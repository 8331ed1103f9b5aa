//! Home page sections, rendered top to bottom in this order:
//! hero, features, steps, call-to-action.

mod action;
mod cta;
mod features;
mod hero;
mod steps;

pub use action::ActionLink;
pub use cta::CallToAction;
pub use features::Features;
pub use hero::Hero;
pub use steps::Steps;
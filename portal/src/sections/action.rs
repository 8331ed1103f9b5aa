use leptos::prelude::*;

use crate::content::Affordance;

/// Anchor for an [`Affordance`]. The targets live outside this app, so
/// `rel="external"` keeps the router from handling the click and the
/// browser does a full navigation.
#[component]
pub fn ActionLink(action: Affordance) -> impl IntoView {
    view! {
        <a href=action.target.href() rel="external" class=action.variant.class()>
            {action.label}
        </a>
    }
}
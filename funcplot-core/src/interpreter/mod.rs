//! The plot program interpreter.
//!
//! Ties together the scanner, parser and evaluator. Parsing and execution
//! interleave: each statement runs as soon as its `;` has been read, so a
//! program that fails halfway keeps the effects of the statements before
//! the failure.
//!
//! Besides the returned error, the interpreter keeps a diagnostics list in
//! [`Interpreter::errors`]: one info entry per drawn batch, followed by the
//! error that ended the run, if any.

mod statement;

use funcplot_graphics::bbox::BoundingBox;
use funcplot_graphics::picture::{Picture, Renderer};
use tracing::{debug, warn};

use crate::context::DrawingContext;
use crate::error::{InterpResult, InterpreterError, Severity};
use crate::parser::Parser;

// ---------------------------------------------------------------------------
// Interpreter state
// ---------------------------------------------------------------------------

/// The plot interpreter.
pub struct Interpreter {
    /// Origin, scale, rotation, style, cached points and axis range.
    pub context: DrawingContext,
    /// Every batch drawn since the last reset.
    pub picture: Picture,
    /// Diagnostics list.
    pub errors: Vec<InterpreterError>,
    /// Largest sample count a single loop may produce.
    sample_limit: Option<usize>,
}

/// Result of [`Interpreter::load_program`].
#[derive(Debug, Clone, PartialEq, Eq)]
pub struct LoadReport {
    /// One formatted line per diagnostic.
    pub diagnostics: Vec<String>,
    /// Whether the whole program ran without error.
    pub success: bool,
}

impl Interpreter {
    /// Create a new interpreter with a default context and no sample limit.
    #[must_use]
    pub const fn new() -> Self {
        Self {
            context: DrawingContext::new(),
            picture: Picture::new(),
            errors: Vec::new(),
            sample_limit: None,
        }
    }

    /// Reject loops that would produce more than `limit` samples.
    pub const fn set_sample_limit(&mut self, limit: Option<usize>) {
        self.sample_limit = limit;
    }

    /// Restore the default context and clear the picture and diagnostics.
    pub fn reset_context(&mut self) {
        self.context.reset();
        self.picture.clear();
        self.errors.clear();
    }

    /// Run a program on top of the current state.
    ///
    /// Stops at the first error, which is both returned and appended to
    /// [`Self::errors`].
    pub fn run(&mut self, source: &str) -> InterpResult<()> {
        let mut parser = Parser::new(source);
        let result = self.run_statements(&mut parser);
        if let Err(err) = &result {
            warn!(kind = ?err.kind, "{err}");
            self.errors.push(err.clone());
        }
        result
    }

    fn run_statements(&mut self, parser: &mut Parser) -> InterpResult<()> {
        while let Some(stmt) = parser.next_statement()? {
            let span = parser.statement_span();
            debug!(statement = stmt.keyword(), start = span.start, "execute");
            self.execute(&stmt).map_err(|err| {
                if err.span.is_some() {
                    err
                } else {
                    err.with_span(span)
                }
            })?;
        }
        Ok(())
    }

    /// Reset, run `source`, and report the diagnostics.
    pub fn load_program(&mut self, source: &str) -> LoadReport {
        self.reset_context();
        let success = self.run(source).is_ok();
        LoadReport {
            diagnostics: self.errors.iter().map(format_diagnostic).collect(),
            success,
        }
    }

    /// Hand every recorded batch, in order, to `renderer`.
    pub fn replay(&self, renderer: &mut dyn Renderer) {
        self.picture.replay(renderer);
    }

    /// Bounds of everything plotted since the last reset.
    #[must_use]
    pub const fn axis_range(&self) -> &BoundingBox {
        &self.context.range
    }
}

impl Default for Interpreter {
    fn default() -> Self {
        Self::new()
    }
}

/// `info: drew 3 points`, `error: syntax error: [4..5] expected ...`
fn format_diagnostic(err: &InterpreterError) -> String {
    match err.severity {
        Severity::Info => format!("{}: {err}", err.severity.label()),
        Severity::Error => {
            format!("{}: {}: {err}", err.severity.label(), err.kind.class())
        }
    }
}

// ---------------------------------------------------------------------------
// Tests
// ---------------------------------------------------------------------------
//! Picture assembly.
//!
//! A picture is the ordered list of point batches handed to the renderer,
//! one [`Stroke`] per executed `FOR ... DRAW` statement, each carrying the
//! style that was current when it was drawn.

use crate::bbox::BoundingBox;
use crate::types::{Point, Style};

// ---------------------------------------------------------------------------
// Renderer trait
// ---------------------------------------------------------------------------

/// Consumer of plotted point batches.
///
/// Implementations range from the in-memory [`Picture`] to live canvases in
/// a host application.
pub trait Renderer {
    /// Draw one connected batch of points with the given style.
    fn draw(&mut self, points: &[Point], style: &Style);
}

/// A renderer that discards everything.
pub struct NullRenderer;

impl Renderer for NullRenderer {
    fn draw(&mut self, _points: &[Point], _style: &Style) {}
}

// ---------------------------------------------------------------------------
// Picture
// ---------------------------------------------------------------------------

/// One drawn batch.
#[derive(Debug, Clone, PartialEq)]
pub struct Stroke {
    pub points: Vec<Point>,
    pub style: Style,
}

/// An ordered collection of strokes.
#[derive(Debug, Clone, Default, PartialEq)]
pub struct Picture {
    pub strokes: Vec<Stroke>,
}

impl Picture {
    pub const fn new() -> Self {
        Self {
            strokes: Vec::new(),
        }
    }

    pub fn push(&mut self, stroke: Stroke) {
        self.strokes.push(stroke);
    }

    pub fn is_empty(&self) -> bool {
        self.strokes.is_empty()
    }

    pub fn clear(&mut self) {
        self.strokes.clear();
    }

    /// Bounds of every point in the picture.
    #[must_use]
    pub fn bbox(&self) -> BoundingBox {
        let mut bb = BoundingBox::EMPTY;
        for stroke in &self.strokes {
            bb.union(&BoundingBox::from_points(&stroke.points));
        }
        bb
    }

    /// Hand every stroke, in order, to another renderer.
    pub fn replay(&self, renderer: &mut dyn Renderer) {
        for stroke in &self.strokes {
            renderer.draw(&stroke.points, &stroke.style);
        }
    }
}

impl Renderer for Picture {
    fn draw(&mut self, points: &[Point], style: &Style) {
        self.push(Stroke {
            points: points.to_vec(),
            style: *style,
        });
    }
}

// ---------------------------------------------------------------------------
// Tests
// ---------------------------------------------------------------------------

#[cfg(test)]
#[allow(clippy::float_cmp)]
mod tests {
    use super::*;
    use crate::types::Color;

    #[test]
    fn draw_records_stroke() {
        let mut pic = Picture::new();
        let style = Style {
            color: Color::RED,
            opacity: 0.5,
            line_width: 2.0,
        };
        pic.draw(&[Point::new(0.0, 0.0), Point::new(1.0, 1.0)], &style);
        assert_eq!(pic.strokes.len(), 1);
        assert_eq!(pic.strokes[0].style, style);
        assert_eq!(pic.strokes[0].points.len(), 2);
    }

    #[test]
    fn bbox_spans_all_strokes() {
        let mut pic = Picture::new();
        pic.draw(&[Point::new(0.0, 0.0), Point::new(1.0, 1.0)], &Style::DEFAULT);
        pic.draw(&[Point::new(-2.0, 3.0)], &Style::DEFAULT);
        let bb = pic.bbox();
        assert_eq!((bb.min_x, bb.max_x, bb.min_y, bb.max_y), (-2.0, 1.0, 0.0, 3.0));
    }

    #[test]
    fn replay_preserves_order() {
        let mut pic = Picture::new();
        pic.draw(&[Point::new(1.0, 0.0)], &Style::DEFAULT);
        pic.draw(&[Point::new(2.0, 0.0)], &Style::DEFAULT);

        let mut copy = Picture::new();
        pic.replay(&mut copy);
        assert_eq!(copy, pic);

        pic.replay(&mut NullRenderer);
    }
}
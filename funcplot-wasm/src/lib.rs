use funcplot_core::interpreter::Interpreter;
use funcplot_svg::{RenderOptions, render_with_options};
use wasm_bindgen::prelude::*;

/// Loop sample cap for the browser, where a runaway loop freezes the page.
const MAX_SAMPLES: usize = 200_000;

#[wasm_bindgen]
pub struct CompileOutput {
    svg: String,
    diagnostics: String,
    has_error: bool,
}

#[wasm_bindgen]
impl CompileOutput {
    #[wasm_bindgen(getter)]
    pub fn svg(&self) -> String {
        self.svg.clone()
    }

    #[wasm_bindgen(getter)]
    pub fn diagnostics(&self) -> String {
        self.diagnostics.clone()
    }

    #[wasm_bindgen(getter, js_name = hasError)]
    pub fn has_error(&self) -> bool {
        self.has_error
    }
}

#[wasm_bindgen]
pub fn render_program(source: &str) -> CompileOutput {
    compile_program(source)
}

fn compile_program(source: &str) -> CompileOutput {
    let mut interpreter = Interpreter::new();
    interpreter.set_sample_limit(Some(MAX_SAMPLES));

    let report = interpreter.load_program(source);
    let svg = if interpreter.picture.is_empty() {
        String::new()
    } else {
        render_with_options(&interpreter.picture, &RenderOptions::default()).to_string()
    };

    CompileOutput {
        svg,
        diagnostics: report.diagnostics.join("\n"),
        has_error: !report.success,
    }
}
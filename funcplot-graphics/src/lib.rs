//! Graphics model shared by the `funcplot` interpreter and renderers.

pub mod bbox;
pub mod picture;
pub mod transform;
pub mod types;
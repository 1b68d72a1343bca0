//! Front-end and evaluator for the `funcplot` parametric-curve language.
//!
//! Source text flows through the [`scanner`] (a table-driven DFA), the
//! [`parser`] (LL(1) recursive descent producing [`ast`] trees) and the
//! [`interpreter`], which executes each statement as soon as it is parsed
//! against an explicit [`context::DrawingContext`].

pub mod ast;
pub mod context;
pub mod error;
pub mod eval;
pub mod interpreter;
pub mod parser;
pub mod scanner;
pub mod symbols;
pub mod token;
//! Error types for the `funcplot` parser and interpreter.

use std::fmt;

use crate::token::{LexError, Span};

// ---------------------------------------------------------------------------
// Error severity
// ---------------------------------------------------------------------------

/// Severity level for diagnostics.
#[derive(Debug, Clone, Copy, PartialEq, Eq)]
pub enum Severity {
    /// Informational message (e.g. a drawn batch).
    Info,
    /// Error (execution stops).
    Error,
}

impl Severity {
    /// Lower-case label used when printing diagnostics.
    pub const fn label(self) -> &'static str {
        match self {
            Self::Info => "info",
            Self::Error => "error",
        }
    }
}

// ---------------------------------------------------------------------------
// Error type
// ---------------------------------------------------------------------------

/// An error produced by the `funcplot` parser or interpreter.
#[derive(Debug, Clone, PartialEq, thiserror::Error)]
#[error("{}{message}", span_prefix(.span))]
pub struct InterpreterError {
    /// What went wrong.
    pub kind: ErrorKind,
    /// Human-readable message.
    pub message: String,
    /// Source location, if available.
    pub span: Option<Span>,
    /// Severity.
    pub severity: Severity,
}

#[allow(clippy::ref_option)]
fn span_prefix(span: &Option<Span>) -> String {
    span.map_or_else(String::new, |s| format!("[{}..{}] ", s.start, s.end))
}

impl InterpreterError {
    /// Create a new error.
    #[must_use]
    pub fn new(kind: ErrorKind, message: impl Into<String>) -> Self {
        Self {
            kind,
            message: message.into(),
            span: None,
            severity: Severity::Error,
        }
    }

    /// An informational diagnostic.
    #[must_use]
    pub fn info(message: impl Into<String>) -> Self {
        Self::new(ErrorKind::Message, message).with_severity(Severity::Info)
    }

    /// Attach a source span.
    #[must_use]
    pub const fn with_span(mut self, span: Span) -> Self {
        self.span = Some(span);
        self
    }

    /// Set severity.
    #[must_use]
    pub const fn with_severity(mut self, severity: Severity) -> Self {
        self.severity = severity;
        self
    }
}

// ---------------------------------------------------------------------------
// Error kinds
// ---------------------------------------------------------------------------

/// The three families of program errors.
#[derive(Debug, Clone, Copy, PartialEq, Eq)]
pub enum ErrorClass {
    Lexical,
    Syntax,
    Semantic,
    /// Not an error: informational diagnostics.
    Message,
}

/// Categories of errors.
#[derive(Debug, Clone, Copy, PartialEq, Eq)]
pub enum ErrorKind {
    // -- Lexical errors --
    /// Character that starts no token.
    InvalidCharacter,
    /// Numeric literal that does not convert to a finite value.
    MalformedNumber,
    /// `/*` without a closing `*/`.
    UnterminatedComment,

    // -- Syntax errors --
    /// Unexpected token.
    UnexpectedToken,
    /// Malformed `STYLE IS` value.
    InvalidStyle,

    // -- Semantic errors --
    /// Opacity or line width out of range.
    OutOfRange,
    /// Loop bounds or step are unusable.
    InvalidLoop,
    /// `T` used outside a `DRAW` pair.
    UnboundParameter,
    /// Division by zero.
    DivisionByZero,
    /// Non-finite result from a math operation.
    ArithmeticError,
    /// Loop would exceed the configured sample limit.
    TooManySamples,
    /// Expression nested too deeply.
    Overflow,

    // -- Diagnostics --
    /// Informational message.
    Message,
}

impl ErrorKind {
    /// Which family this kind belongs to.
    pub const fn class(self) -> ErrorClass {
        match self {
            Self::InvalidCharacter | Self::MalformedNumber | Self::UnterminatedComment => {
                ErrorClass::Lexical
            }
            Self::UnexpectedToken | Self::InvalidStyle => ErrorClass::Syntax,
            Self::OutOfRange
            | Self::InvalidLoop
            | Self::UnboundParameter
            | Self::DivisionByZero
            | Self::ArithmeticError
            | Self::TooManySamples
            | Self::Overflow => ErrorClass::Semantic,
            Self::Message => ErrorClass::Message,
        }
    }
}

impl From<LexError> for ErrorKind {
    fn from(err: LexError) -> Self {
        match err {
            LexError::InvalidCharacter => Self::InvalidCharacter,
            LexError::MalformedNumber => Self::MalformedNumber,
            LexError::UnterminatedComment => Self::UnterminatedComment,
        }
    }
}

impl fmt::Display for ErrorKind {
    fn fmt(&self, f: &mut fmt::Formatter<'_>) -> fmt::Result {
        match self {
            Self::InvalidCharacter => write!(f, "invalid character"),
            Self::MalformedNumber => write!(f, "malformed number"),
            Self::UnterminatedComment => write!(f, "unterminated comment"),
            Self::UnexpectedToken => write!(f, "unexpected token"),
            Self::InvalidStyle => write!(f, "invalid style"),
            Self::OutOfRange => write!(f, "value out of range"),
            Self::InvalidLoop => write!(f, "invalid loop"),
            Self::UnboundParameter => write!(f, "unbound parameter"),
            Self::DivisionByZero => write!(f, "division by zero"),
            Self::ArithmeticError => write!(f, "arithmetic error"),
            Self::TooManySamples => write!(f, "too many samples"),
            Self::Overflow => write!(f, "overflow"),
            Self::Message => write!(f, "message"),
        }
    }
}

impl fmt::Display for ErrorClass {
    fn fmt(&self, f: &mut fmt::Formatter<'_>) -> fmt::Result {
        match self {
            Self::Lexical => write!(f, "lexical error"),
            Self::Syntax => write!(f, "syntax error"),
            Self::Semantic => write!(f, "semantic error"),
            Self::Message => write!(f, "message"),
        }
    }
}

/// Convenience type alias for results using [`InterpreterError`].
pub type InterpResult<T> = Result<T, InterpreterError>;

// ---------------------------------------------------------------------------
// Tests
// ---------------------------------------------------------------------------

#[cfg(test)]
mod tests {
    use super::*;

    #[test]
    fn error_display() {
        let err = InterpreterError::new(ErrorKind::UnexpectedToken, "expected `;`")
            .with_span(Span::new(10, 11));
        let s = format!("{err}");
        assert!(s.contains("[10..11]"), "missing span: {s}");
        assert!(s.contains("expected `;`"), "missing message: {s}");
    }

    #[test]
    fn error_without_span() {
        let err = InterpreterError::new(ErrorKind::DivisionByZero, "division by zero");
        let s = format!("{err}");
        assert!(!s.contains('['), "should not have span: {s}");
        assert!(s.contains("division by zero"), "missing message: {s}");
    }

    #[test]
    fn kinds_group_into_classes() {
        assert_eq!(ErrorKind::InvalidCharacter.class(), ErrorClass::Lexical);
        assert_eq!(ErrorKind::InvalidStyle.class(), ErrorClass::Syntax);
        assert_eq!(ErrorKind::OutOfRange.class(), ErrorClass::Semantic);
        assert_eq!(ErrorKind::DivisionByZero.class(), ErrorClass::Semantic);
        assert_eq!(
            ErrorKind::from(LexError::UnterminatedComment),
            ErrorKind::UnterminatedComment
        );
    }

    #[test]
    fn info_severity() {
        let msg = InterpreterError::info("cached 3 points");
        assert_eq!(msg.severity, Severity::Info);
        assert_eq!(msg.kind.class(), ErrorClass::Message);
    }
}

_The task_. Output exactly the span of lines beginning at the first line of the records and ending at the line that holds "this app, so", inclusive, with no other text.

_Answer to the exercise_.
repository 8331ed1103f9b5aa
//! Home page sections, rendered top to bottom in this order:
//! hero, features, steps, call-to-action.

mod action;
mod cta;
mod features;
mod hero;
mod steps;

pub use action::ActionLink;
pub use cta::CallToAction;
pub use features::Features;
pub use hero::Hero;
pub use steps::Steps;
filename portal/src/sections/action.rs
repository 8331ed1103f9b5aa
use leptos::prelude::*;

use crate::content::Affordance;

/// Anchor for an [`Affordance`]. The targets live outside this app, so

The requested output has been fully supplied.